*WHAT IS EXPECTED*. Filter out every line below that lacks "paint", and copy the rest.

*GIVEN RECORDS*.
//! Scene elements → SVG markup → pixels.
//!
//! The markup is rasterized with `usvg` + `resvg`. Fonts come from the
//! system font database, loaded once per process. When no font matches,
//! `usvg` drops the text node and the rest of the scene still renders.

use super::backend::{Clip, Element, FontWeight, SurfaceError, TextAnchor};
use super::embed::to_data_url;
use super::params::{CaptureOptions, Color};
use super::png::encode_rgba;
use std::fmt::Write;
use std::sync::{Arc, LazyLock};

const FONT_FAMILY: &str = "Inter, 'Helvetica Neue', Helvetica, Arial, 'DejaVu Sans', sans-serif";

static FONTS: LazyLock<Arc<usvg::fontdb::Database>> = LazyLock::new(|| {
    let mut db = usvg::fontdb::Database::new();
    db.load_system_fonts();
    tracing::debug!(faces = db.len(), "loaded system fonts");
    Arc::new(db)
});

/// Number of font faces available to the vector renderer.
pub fn font_face_count() -> usize {
    FONTS.len()
}

pub fn escape_xml(s: &str) -> String {
    let mut out = String::with_capacity(s.len());
    for c in s.chars() {
        match c {
            '&' => out.push_str("&amp;"),
            '<' => out.push_str("&lt;"),
            '>' => out.push_str("&gt;"),
            '"' => out.push_str("&quot;"),
            '\'' => out.push_str("&apos;"),
            c if c.is_control() => {}
            c => out.push(c),
        }
    }
    out
}

fn paint(color: Color) -> String {
    if color.a == 255 {
        format!("fill=\"{}\"", color.with_alpha(255).to_hex())
    } else {
        format!(
            "fill=\"{}\" fill-opacity=\"{:.3}\"",
            color.with_alpha(255).to_hex(),
            color.opacity()
        )
    }
}

/// Build a standalone SVG document for `elements` on a `width`×`height`
/// canvas filled with `background`.
pub fn scene_to_svg(
    elements: &[Element],
    width: u32,
    height: u32,
    background: Color,
) -> Result<String, SurfaceError> {
    let mut defs = String::new();
    let mut body = String::new();
    let mut next_id = 0usize;
    let mut id = |prefix: &str| {
        next_id += 1;
        format!("{prefix}{next_id}")
    };

    for element in elements {
        match element {
            Element::Rect {
                x,
                y,
                width,
                height,
                fill,
                corner_radius,
            } => {
                let _ = writeln!(
                    body,
                    r#"<rect x="{x}" y="{y}" width="{width}" height="{height}" rx="{corner_radius}" {}/>"#,
                    paint(*fill)
                );
            }
            Element::Circle { cx, cy, r, fill } => {
                let _ = writeln!(body, r#"<circle cx="{cx}" cy="{cy}" r="{r}" {}/>"#, paint(*fill));
            }
            Element::GradientCircle {
                cx,
                cy,
                r,
                from,
                to,
            } => {
                let gid = id("grad");
                let _ = writeln!(
                    defs,
                    r#"<linearGradient id="{gid}" x1="0" y1="0" x2="1" y2="1"><stop offset="0" stop-color="{}"/><stop offset="1" stop-color="{}"/></linearGradient>"#,
                    from.to_hex(),
                    to.to_hex()
                );
                let _ = writeln!(body, r#"<circle cx="{cx}" cy="{cy}" r="{r}" fill="url(#{gid})"/>"#);
            }
            Element::Image {
                x,
                y,
                width,
                height,
                pixels,
                clip,
            } => {
                let png = encode_rgba(pixels.width(), pixels.height(), pixels.as_raw())
                    .map_err(|e| SurfaceError::Scene(format!("embed image: {e}")))?;
                let clip_attr = match clip {
                    Clip::None => String::new(),
                    Clip::Circle => {
                        let cid = id("clip");
                        let r = width.min(*height) / 2.0;
                        let _ = writeln!(
                            defs,
                            r#"<clipPath id="{cid}"><circle cx="{}" cy="{}" r="{r}"/></clipPath>"#,
                            x + width / 2.0,
                            y + height / 2.0
                        );
                        format!(r#" clip-path="url(#{cid})""#)
                    }
                };
                let _ = writeln!(
                    body,
                    r#"<image x="{x}" y="{y}" width="{width}" height="{height}" preserveAspectRatio="none"{clip_attr} href="{}"/>"#,
                    to_data_url("image/png", &png)
                );
            }
            Element::Text { .. } => {
                if let Some(markup) = text_markup(element) {
                    let _ = writeln!(body, "{markup}");
                }
            }
            Element::Badge { cx, cy, r, fill } => {
                let _ = writeln!(body, r#"<circle cx="{cx}" cy="{cy}" r="{r}" {}/>"#, paint(*fill));
                let _ = writeln!(
                    body,
                    r##"<path d="M {} {} L {} {} L {} {}" fill="none" stroke="#ffffff" stroke-width="{}" stroke-linecap="round" stroke-linejoin="round"/>"##,
                    cx - r * 0.45,
                    cy + r * 0.02,
                    cx - r * 0.12,
                    cy + r * 0.35,
                    cx + r * 0.48,
                    cy - r * 0.32,
                    r * 0.22
                );
            }
        }
    }

    Ok(format!(
        r#"<svg xmlns="http://www.w3.org/2000/svg" width="{width}" height="{height}" viewBox="0 0 {width} {height}"><defs>{defs}</defs><rect width="{width}" height="{height}" {}/>{body}</svg>"#,
        paint(background)
    ))
}

/// SVG `<text>` markup for a text element, `None` for anything else.
fn text_markup(element: &Element) -> Option<String> {
    let Element::Text {
        x,
        y,
        content,
        font_size,
        weight,
        fill,
        anchor,
    } = element
    else {
        return None;
    };
    let weight = match weight {
        FontWeight::Regular => "400",
        FontWeight::Bold => "700",
    };
    let anchor = match anchor {
        TextAnchor::Start => "start",
        TextAnchor::Middle => "middle",
    };
    Some(format!(
        r#"<text x="{x}" y="{y}" font-family="{FONT_FAMILY}" font-size="{font_size}" font-weight="{weight}" text-anchor="{anchor}" {}>{}</text>"#,
        paint(*fill),
        escape_xml(content)
    ))
}

fn parse(svg: &str) -> Result<usvg::Tree, SurfaceError> {
    let opts = usvg::Options {
        fontdb: Arc::clone(&FONTS),
        ..Default::default()
    };
    usvg::Tree::from_str(svg, &opts).map_err(|e| SurfaceError::Scene(e.to_string()))
}

/// Shape one text element against the shared font database. The tree spans
/// a `width`×`height` canvas, so its glyph outlines sit at canvas
/// coordinates.
pub fn text_tree(element: &Element, width: u32, height: u32) -> Result<usvg::Tree, SurfaceError> {
    let markup = text_markup(element)
        .ok_or_else(|| SurfaceError::Scene("not a text element".to_string()))?;
    parse(&format!(
        r#"<svg xmlns="http://www.w3.org/2000/svg" width="{width}" height="{height}" viewBox="0 0 {width} {height}">{markup}</svg>"#
    ))
}

/// Rasterize SVG markup at the capture options' pixel ratio and encode PNG.
pub fn rasterize(svg: &str, options: &CaptureOptions) -> Result<Vec<u8>, SurfaceError> {
    let tree = parse(svg)?;

    let out = options.output_size();
    let mut pixmap = resvg::tiny_skia::Pixmap::new(out.width, out.height).ok_or_else(|| {
        SurfaceError::Render(format!("cannot allocate {out} pixmap"))
    })?;
    let sx = out.width as f32 / options.width.max(1) as f32;
    let sy = out.height as f32 / options.height.max(1) as f32;
    resvg::render(
        &tree,
        resvg::tiny_skia::Transform::from_scale(sx, sy),
        &mut pixmap.as_mut(),
    );

    encode_pixmap(&pixmap)
}

/// Un-premultiply a pixmap and encode it as PNG.
pub fn encode_pixmap(pixmap: &resvg::tiny_skia::Pixmap) -> Result<Vec<u8>, SurfaceError> {
    let rgba: Vec<u8> = pixmap
        .pixels()
        .iter()
        .flat_map(|p| {
            let c = p.demultiply();
            [c.red(), c.green(), c.blue(), c.alpha()]
        })
        .collect();
    encode_rgba(pixmap.width(), pixmap.height(), &rgba)
        .map_err(|e| SurfaceError::Encode(e.to_string()))
}

#[cfg(test)]
mod tests {
    use super::*;
    use crate::imaging::params::Size;
    use crate::imaging::png::validate;
    use image::RgbaImage;

    #[test]
    fn escape_xml_special_chars() {
        assert_eq!(escape_xml("a < b & \"c\""), "a &lt; b &amp; &quot;c&quot;");
        assert_eq!(escape_xml("tab\there"), "tabhere");
    }

    #[test]
    fn svg_contains_every_element() {
        let elements = vec![
            Element::GradientCircle {
                cx: 50.0,
                cy: 50.0,
                r: 40.0,
                from: Color::rgb(255, 0, 0),
                to: Color::rgb(0, 0, 255),
            },
            Element::Image {
                x: 0.0,
                y: 0.0,
                width: 20.0,
                height: 20.0,
                pixels: Arc::new(RgbaImage::new(2, 2)),
                clip: Clip::Circle,
            },
            Element::Text {
                x: 10.0,
                y: 90.0,
                content: "Tom & Jerry".into(),
                font_size: 12.0,
                weight: FontWeight::Bold,
                fill: Color::BLACK,
                anchor: TextAnchor::Start,
            },
        ];
        let svg = scene_to_svg(&elements, 100, 100, Color::WHITE).unwrap();
        assert!(svg.contains("linearGradient id=\"grad1\""));
        assert!(svg.contains("clip-path=\"url(#clip2)\""));
        assert!(svg.contains("href=\"data:image/png;base64,"));
        assert!(svg.contains("Tom &amp; Jerry"));
        assert!(svg.contains("font-weight=\"700\""));
    }

    #[test]
    fn translucent_fill_sets_opacity() {
        let svg = scene_to_svg(
            &[Element::Circle {
                cx: 1.0,
                cy: 1.0,
                r: 1.0,
                fill: Color::BLACK.with_alpha(128),
            }],
            4,
            4,
            Color::WHITE,
        )
        .unwrap();
        assert!(svg.contains("fill-opacity=\"0.502\""));
    }

    #[test]
    fn rasterize_applies_pixel_ratio() {
        let svg = scene_to_svg(&[], 30, 20, Color::rgb(10, 20, 30)).unwrap();
        let opts = CaptureOptions::new(Size::new(30, 20), Color::WHITE, 2.0);
        let png = rasterize(&svg, &opts).unwrap();
        let report = validate(&png);
        assert!(report.valid);
        assert_eq!((report.width, report.height), (Some(60), Some(40)));

        let img = image::load_from_memory(&png).unwrap().to_rgba8();
        assert_eq!(img.get_pixel(30, 20).0, [10, 20, 30, 255]);
    }

    #[test]
    fn text_tree_only_accepts_text() {
        let dot = Element::Circle {
            cx: 1.0,
            cy: 1.0,
            r: 1.0,
            fill: Color::BLACK,
        };
        assert!(matches!(text_tree(&dot, 10, 10), Err(SurfaceError::Scene(_))));

        let line = Element::Text {
            x: 5.0,
            y: 20.0,
            content: "a < b".into(),
            font_size: 16.0,
            weight: FontWeight::Regular,
            fill: Color::BLACK,
            anchor: TextAnchor::Start,
        };
        let tree = text_tree(&line, 100, 30).unwrap();
        assert_eq!(tree.size().width(), 100.0);
    }

    #[test]
    fn rasterize_rejects_broken_markup() {
        let opts = CaptureOptions::new(Size::new(10, 10), Color::WHITE, 1.0);
        assert!(matches!(
            rasterize("<svg", &opts),
            Err(SurfaceError::Scene(_))
        ));
    }
}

*TASK SOLUTION*.
fn paint(color: Color) -> String {
                    paint(*fill)
                let _ = writeln!(body, r#"<circle cx="{cx}" cy="{cy}" r="{r}" {}/>"#, paint(*fill));
                let _ = writeln!(body, r#"<circle cx="{cx}" cy="{cy}" r="{r}" {}/>"#, paint(*fill));
        paint(background)
        paint(*fill),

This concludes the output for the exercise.